Things I do Not understand

1.       Sighing

2.       Winking

3.       The word “fuck”

4.       Most idioms

5.       Metaphors (not similes)

6.       Facial expressions in rapid succession

7.       Raising eyebrows

I drew a large question mark next to these things, because they all tended to confuse me. Sighing was difficult, because it could either mean relieved or angry or disappointed or many other things. Winking just confused me in general. Fuck was a nice sounding word, I loved the short, succinct way it fell from my lips. I loved the fact it wasn’t allowed to be spoken, it was a forbidden word, and I got a thrill from uttering it. But I did not understand it. Fuck was a word Dad yelled when he was angry with Mum, or when he stubbed his toe. Fuck was a word Brian whispered when he was pleased, when we played guitar together, when we finished a kiss. Fuck was a verb, noun, and adjective. It completely confused me. Idioms, metaphors, everything else on the list, they’re all self-explanatory.

When I showed this to Dr. Brooks, he pointed to number three. “If you don’t understand this, perhaps you should try to cut it out of your vocabulary.”

“But I like it.” I replied, “Some things, you like even though you don’t understand. Like the aurora borealis.”

We talked about Mum in individual therapy that day. I’ll share a memory that I have of Mum.

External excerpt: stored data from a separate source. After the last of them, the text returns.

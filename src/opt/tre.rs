//! Tail-recursion elimination (§4.7): a block whose last instruction is a
//! self-`call` immediately followed by a `return` of that call's result
//! (or a void return) becomes a jump back to a loop-target block, with
//! the call's arguments copied into the parameter temporaries first.

use crate::ir::{Block, BlockId, Context, Function, InstId, Instruction, Module, Opcode, TempId, Terminator, Value};

fn tail_call_sites(func: &Function, ctx: &Context) -> Vec<(BlockId, InstId)> {
    let mut out = Vec::new();
    for b in func.blocks_in_order() {
        let Some(&last) = func.block(b).insts.last() else { continue };
        let inst = func.inst(last);
        if inst.opcode != Opcode::Call {
            continue;
        }
        let Some(Value::Global(h)) = inst.args[0] else { continue };
        if ctx.global_name(h) != func.name {
            continue;
        }
        let is_tail_return = match &func.block(b).term {
            Terminator::Return { value: None } => inst.dst.is_none(),
            Terminator::Return { value: Some(Value::Temp(t)) } => inst.dst == Some(*t),
            _ => false,
        };
        if is_tail_return {
            out.push((b, last));
        }
    }
    out
}

fn apply(module: &mut Module, idx: usize, sites: Vec<(BlockId, InstId)>) {
    let loop_target = module.fresh_block_id();
    let func = &mut module.functions[idx];
    let entry = func.start;

    let param_temps: Vec<TempId> = func
        .block(entry)
        .insts
        .iter()
        .filter(|&&id| func.inst(id).opcode == Opcode::Par)
        .map(|&id| func.inst(id).dst.unwrap())
        .collect();

    let (kept, moved): (Vec<InstId>, Vec<InstId>) = func
        .block(entry)
        .insts
        .clone()
        .into_iter()
        .partition(|&id| {
            let op = func.inst(id).opcode;
            op == Opcode::Par || op.is_alloc()
        });

    let mut lt_block = Block::new(loop_target, "tre.loop");
    lt_block.insts = moved;
    lt_block.term = func.block(entry).term.clone();
    func.block_mut(entry).insts = kept;
    func.block_mut(entry).term = Terminator::Jump { target: loop_target };
    func.insert_block_after(entry, lt_block);

    for (old_b, call_inst) in sites {
        let real_b = if old_b == entry { loop_target } else { old_b };
        let pos = func.block(real_b).insts.iter().position(|&i| i == call_inst).unwrap();
        let (arg_values, arg_count) = super::contiguous_args(func, real_b, pos);

        let mut new_tail = Vec::new();
        for (&param, &value) in param_temps.iter().zip(arg_values.iter()) {
            let ty = func.temp_ty(param);
            let cp_id = func.alloc_inst_id();
            func.insts.insert(cp_id, Instruction::unary(Opcode::Copy, ty, Some(param), value));
            new_tail.push(cp_id);
        }

        let mut insts = func.block(real_b).insts.clone();
        insts.splice(pos - arg_count..=pos, new_tail);
        func.block_mut(real_b).insts = insts;
        func.block_mut(real_b).term = Terminator::Jump { target: loop_target };
    }
}

/// Eliminate every tail-recursive self-call in every function of
/// `module`. Returns whether anything changed.
pub fn run(module: &mut Module, ctx: &Context) -> bool {
    let mut changed = false;
    for idx in 0..module.functions.len() {
        let sites = tail_call_sites(&module.functions[idx], ctx);
        if sites.is_empty() {
            continue;
        }
        apply(module, idx, sites);
        changed = true;
    }
    changed
}
//! Basic blocks.

use std::collections::HashSet;

use super::instr::Terminator;
use super::{BlockId, InstId, PhiId, TempId};

/// A basic block: an ordered list of phis, an ordered list of instructions,
/// and a terminator.
///
/// The `preds`/`succs`/dominator/liveness fields are filled in by the
/// analyses in [`crate::analysis`] and must be treated as stale until the
/// producing analysis has run since the block was last mutated.
#[derive(Debug, Clone)]
pub struct Block {
    /// Numeric id, unique within the owning module (assigned by the
    /// module's block-id counter).
    pub id: BlockId,
    /// Symbolic name without the leading `@`.
    pub name: String,
    pub phis: Vec<PhiId>,
    pub insts: Vec<InstId>,
    pub term: Terminator,
    /// Next block in source order (mirrors the original's linked list);
    /// `None` for the last block of the function.
    pub next: Option<BlockId>,

    // --- analysis-filled fields ---
    pub preds: Vec<BlockId>,
    pub succs: Vec<BlockId>,
    pub idom: Option<BlockId>,
    /// Direct children on the dominator tree (inverse of `idom`).
    pub doms: Vec<BlockId>,
    pub dom_frontier: Vec<BlockId>,
    pub live_in: HashSet<TempId>,
    pub live_out: HashSet<TempId>,
    /// Depth in the dominator tree (entry = 0).
    pub dom_depth: u32,
    /// Set of blocks this one dominates, direct or indirect (used by loop
    /// analyses to test "tail reachable without leaving head's region").
    pub dominates: HashSet<BlockId>,
}

impl Block {
    pub fn new(id: BlockId, name: impl Into<String>) -> Self {
        Self {
            id,
            name: name.into(),
            phis: Vec::new(),
            insts: Vec::new(),
            term: Terminator::FallThrough,
            next: None,
            preds: Vec::new(),
            succs: Vec::new(),
            idom: None,
            doms: Vec::new(),
            dom_frontier: Vec::new(),
            live_in: HashSet::new(),
            live_out: HashSet::new(),
            dom_depth: 0,
            dominates: HashSet::new(),
        }
    }

    /// Display name following the original's `get_name()`: the symbolic
    /// name, plus `.id` when `id != 0`.
    pub fn display_name(&self) -> String {
        if self.id.0 == 0 {
            self.name.clone()
        } else {
            format!("{}.{}", self.name, self.id.0)
        }
    }

    /// True once a dominator exists other than `self`.
    pub fn has_idom(&self) -> bool {
        self.idom.is_some()
    }
}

Mum was wild. It was a good wild, a healthy wild, but it sometimes frightened me because of her unpredictability. She liked to be spontaneous, and do exciting things. She and Dad were opposites in this way. Dad was quiet, like me, and he had a calm nature and he did not anger very easily, but Mum was loud and quick tempered, but she loved me and I knew she did because she told me so and when I was young she’d read dystopian stories to me so I could imagine what it would be like if I were the only one left on the earth, and it would be wonderful and peaceful and I would not be scared because I would be prepared.

Mum drank tea every morning, and she had brown hair and brown eyes and she wore glasses sometimes and her hands always moved when she talked, and she paced when she was on the phone. But I embarrassed her and made her upset because sometimes when we went out together and something upset me I would rock or groan or hit someone and she would get angry with me and tug my hand and say, “Zacky, stop being obstinate and get up, we have to go!”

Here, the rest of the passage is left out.